■ TASK TO COMPLETE: Each line of the data below holding the word "true" must be copied.

■ DATASET RECORDS:
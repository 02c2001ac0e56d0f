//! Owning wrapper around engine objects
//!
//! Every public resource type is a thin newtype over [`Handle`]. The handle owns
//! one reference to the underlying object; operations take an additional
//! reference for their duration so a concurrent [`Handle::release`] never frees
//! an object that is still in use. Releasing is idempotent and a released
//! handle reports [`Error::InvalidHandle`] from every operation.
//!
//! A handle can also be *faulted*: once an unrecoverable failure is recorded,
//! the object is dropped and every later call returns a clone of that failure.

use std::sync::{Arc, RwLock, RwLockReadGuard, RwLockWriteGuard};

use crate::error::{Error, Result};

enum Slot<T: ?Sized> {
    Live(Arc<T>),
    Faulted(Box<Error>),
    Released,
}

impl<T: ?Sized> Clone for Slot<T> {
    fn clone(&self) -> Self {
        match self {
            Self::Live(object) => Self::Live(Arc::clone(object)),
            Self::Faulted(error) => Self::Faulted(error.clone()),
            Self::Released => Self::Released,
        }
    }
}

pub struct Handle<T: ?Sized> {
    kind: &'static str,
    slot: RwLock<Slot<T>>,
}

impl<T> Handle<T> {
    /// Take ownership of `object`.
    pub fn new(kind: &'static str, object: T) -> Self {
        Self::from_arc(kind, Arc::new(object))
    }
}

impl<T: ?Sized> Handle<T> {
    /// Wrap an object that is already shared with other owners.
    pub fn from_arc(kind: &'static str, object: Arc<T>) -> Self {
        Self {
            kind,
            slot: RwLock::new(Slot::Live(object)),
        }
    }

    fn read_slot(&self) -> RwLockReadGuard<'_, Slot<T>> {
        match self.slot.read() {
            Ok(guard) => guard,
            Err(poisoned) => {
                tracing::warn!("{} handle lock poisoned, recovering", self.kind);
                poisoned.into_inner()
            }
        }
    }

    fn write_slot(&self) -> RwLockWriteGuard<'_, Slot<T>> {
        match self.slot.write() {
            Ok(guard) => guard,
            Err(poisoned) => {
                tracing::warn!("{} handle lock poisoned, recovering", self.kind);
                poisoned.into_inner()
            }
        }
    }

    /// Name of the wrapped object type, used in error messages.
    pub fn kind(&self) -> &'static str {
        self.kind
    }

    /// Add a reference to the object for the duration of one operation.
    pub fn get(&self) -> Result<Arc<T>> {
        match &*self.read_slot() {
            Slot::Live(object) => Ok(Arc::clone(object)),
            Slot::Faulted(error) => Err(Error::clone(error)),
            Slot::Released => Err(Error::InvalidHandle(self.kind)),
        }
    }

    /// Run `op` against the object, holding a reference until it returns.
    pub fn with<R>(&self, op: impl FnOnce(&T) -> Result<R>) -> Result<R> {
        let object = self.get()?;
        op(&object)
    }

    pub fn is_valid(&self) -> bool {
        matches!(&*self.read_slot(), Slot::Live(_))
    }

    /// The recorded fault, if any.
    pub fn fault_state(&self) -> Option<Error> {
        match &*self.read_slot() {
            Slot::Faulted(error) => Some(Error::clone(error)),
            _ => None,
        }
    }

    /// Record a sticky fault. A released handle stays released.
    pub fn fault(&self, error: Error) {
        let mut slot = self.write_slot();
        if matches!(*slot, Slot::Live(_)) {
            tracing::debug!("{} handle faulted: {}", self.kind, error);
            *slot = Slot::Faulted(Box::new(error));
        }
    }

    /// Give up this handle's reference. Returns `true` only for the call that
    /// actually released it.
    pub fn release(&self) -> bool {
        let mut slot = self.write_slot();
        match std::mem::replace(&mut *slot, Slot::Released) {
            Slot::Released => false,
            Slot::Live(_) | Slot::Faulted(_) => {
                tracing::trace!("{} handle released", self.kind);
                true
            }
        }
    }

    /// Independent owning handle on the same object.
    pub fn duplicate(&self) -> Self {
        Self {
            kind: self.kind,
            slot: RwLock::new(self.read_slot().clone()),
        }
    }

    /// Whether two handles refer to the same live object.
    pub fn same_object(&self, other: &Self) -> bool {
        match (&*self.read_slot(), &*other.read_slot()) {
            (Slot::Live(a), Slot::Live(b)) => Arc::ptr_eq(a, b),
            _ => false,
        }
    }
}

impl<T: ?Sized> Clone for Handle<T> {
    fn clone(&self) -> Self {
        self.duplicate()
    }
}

---

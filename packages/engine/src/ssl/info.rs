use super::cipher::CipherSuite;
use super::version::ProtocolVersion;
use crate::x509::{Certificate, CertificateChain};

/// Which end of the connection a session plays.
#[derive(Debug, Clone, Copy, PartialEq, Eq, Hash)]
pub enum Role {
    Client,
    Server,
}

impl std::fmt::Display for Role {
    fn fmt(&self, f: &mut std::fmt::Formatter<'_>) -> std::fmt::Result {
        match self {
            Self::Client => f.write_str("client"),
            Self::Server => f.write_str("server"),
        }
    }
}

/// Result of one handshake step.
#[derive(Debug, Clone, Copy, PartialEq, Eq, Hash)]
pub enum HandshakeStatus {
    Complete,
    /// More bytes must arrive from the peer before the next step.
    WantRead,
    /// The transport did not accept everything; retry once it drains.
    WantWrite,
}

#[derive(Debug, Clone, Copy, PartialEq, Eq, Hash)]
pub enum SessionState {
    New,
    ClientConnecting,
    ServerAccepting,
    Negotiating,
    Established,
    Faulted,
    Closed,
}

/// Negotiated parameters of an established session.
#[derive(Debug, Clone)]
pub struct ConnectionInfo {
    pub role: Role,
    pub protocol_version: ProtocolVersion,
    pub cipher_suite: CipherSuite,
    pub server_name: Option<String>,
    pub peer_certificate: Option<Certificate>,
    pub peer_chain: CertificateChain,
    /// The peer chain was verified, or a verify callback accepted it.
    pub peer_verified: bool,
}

■ SOLUTION FOR THIS TASK:
    /// Give up this handle's reference. Returns `true` only for the call that
                true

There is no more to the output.